D. Once per quarter of this Agreement, upon request of E-LOAN, DLMSI shall provide to E-LOAN access to the Delta SkyMiles member database for the purpose of enabling E-LOAN to mail such SkyMiles members materials promoting E-LOAN's loan products, including E LOAN delivered weekly direct mail, e-mail and/or outbound telemarketing to those members who match E-LOAN's, or its third party provider's multiple listing database of consumers who have listed their home for sale ("Purchase Match Program"); such access may be provided by DLMSI directly or indirectly through a mailing service; all materials shall be subject to prior review and approval by DLMSI, which such approval shall not be unreasonably withheld or delayed, and to the consent of members to receive such materials.

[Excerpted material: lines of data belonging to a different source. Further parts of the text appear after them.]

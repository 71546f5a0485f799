//! Target-set generation (§4.H): the one-blob and array-width-sweep
//! variants of building, and the scratch-directory lifetime policy each
//! one uses.
//!
//! Grounded in
//! `original_source/sputnik/crafter.py::TestHarness.build_targets`/
//! `build_targets_array`. `cleanup_all` has no counterpart here: the
//! scratch directory used for a non-`keep_folder` build is a
//! `toolchain::ScopedTempDir`, whose `Drop` impl already removes it.

use std::path::{Path, PathBuf};

use diagnostics::SputnikError;
use harness::{Harness, TestCase};
use toolchain::ScopedTempDir;

use crate::target::Assembler;

/// The array widths `build_targets_array` iterates, `2, 2+step, ...` up
/// to and including `max`, where `step = max(⌊max·0.2⌋, 1)`. Empty when
/// `max < 2` (no width in `[2, max]` exists).
pub fn array_widths(max: usize) -> Vec<i64> {
    if max < 2 {
        return Vec::new();
    }
    let step = ((max as f64 * 0.2) as i64).max(1);
    let mut widths = Vec::new();
    let mut w: i64 = 2;
    while w <= max as i64 {
        widths.push(w);
        w += step;
    }
    widths
}

impl Assembler {
    /// Build a scratch directory for one `build_target` call, honoring
    /// `keep_folder`: a `ScopedTempDir` (always removed) when `false`, a
    /// bare, unmanaged `tempfile::TempDir` leaked into a plain path when
    /// `true` (so the caller can inspect it afterwards).
    fn build_one(
        &self,
        harness: &mut Harness,
        test: &dyn TestCase,
        target_folder: &Path,
        test_harness: bool,
        keep_folder: bool,
    ) -> Result<PathBuf, SputnikError> {
        if keep_folder {
            let tmp = tempfile::Builder::new()
                .prefix("sputnik_")
                .tempdir()
                .map_err(SputnikError::from)?
                .into_path();
            self.build_target(harness, test, &tmp, target_folder, test_harness)
        } else {
            let tmp = ScopedTempDir::new()?;
            self.build_target(harness, test, tmp.path(), target_folder, test_harness)
        }
    }

    /// One target blob under the harness's current configuration.
    pub fn build_targets(
        &self,
        harness: &mut Harness,
        test: &dyn TestCase,
        folder_iter: &mut dyn Iterator<Item = PathBuf>,
        test_harness: bool,
        keep_folder: bool,
    ) -> Result<Vec<PathBuf>, SputnikError> {
        let target_folder = folder_iter
            .next()
            .expect("folder_iter must yield at least one target folder");
        let blob = self.build_one(harness, test, &target_folder, test_harness, keep_folder)?;
        Ok(vec![blob])
    }

    /// One target blob per array width in `array_widths(general_max_array_width)`,
    /// re-running `harness.prepare(test)` between widths to recover a clean
    /// argument cache and assumption set for each.
    pub fn build_targets_array(
        &self,
        harness: &mut Harness,
        test: &dyn TestCase,
        folder_iter: &mut dyn Iterator<Item = PathBuf>,
        test_harness: bool,
        keep_folder: bool,
    ) -> Result<Vec<PathBuf>, SputnikError> {
        let max = harness.ctx().general_max_array_width;
        let mut blobs = Vec::new();

        for width in array_widths(max) {
            harness.set_array_width(width);
            harness.prepare(test)?;

            let target_folder = folder_iter
                .next()
                .expect("folder_iter must yield a target folder for every array width");
            blobs.push(self.build_one(harness, test, &target_folder, test_harness, keep_folder)?);
        }

        Ok(blobs)
    }
}

#[cfg(test)]
mod tests {
    use super::*;

    #[test]
    fn array_widths_matches_the_twenty_percent_step_formula() {
        assert_eq!(array_widths(10), vec![2, 4, 6, 8, 10]);
        assert_eq!(array_widths(3), vec![2, 3]);
        assert_eq!(array_widths(1), Vec::<i64>::new());
        assert_eq!(array_widths(0), Vec::<i64>::new());
    }

    #[test]
    fn array_widths_step_never_drops_below_one() {
        // max=4 -> step = max(floor(4*0.2), 1) = max(0, 1) = 1
        assert_eq!(array_widths(4), vec![2, 3, 4]);
    }
}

E. DLSMI shall create and maintain a link on Delta's primary website, currently located at xxx.xxxxx.xxx, to the E-LOAN co-branded site, which will be located at xxx.xxxxx.xxx/xxxxx. For purposes of this Agreement, a co-branded site is a website containing the service marks of the parties and will include, but is not limited to the following E-LOAN site functionality: Rate Search, Loan Comparison, Application, Tools and Calculators, and E-TRACK. The content and format of the co-branded site shall be mutually-agreeable to E-LOAN and DLMSI.
F. DLSMI shall offer E-LOAN the ability to purchase additional marketing opportunities, per the DLSMI rate card, at the partner rate; provided such marketing opportunities are available. All such marketing shall be subject to prior review and approval by DLSMI, which such approval shall not be unreasonable withheld or delayed, and the consent of members to receive such materials.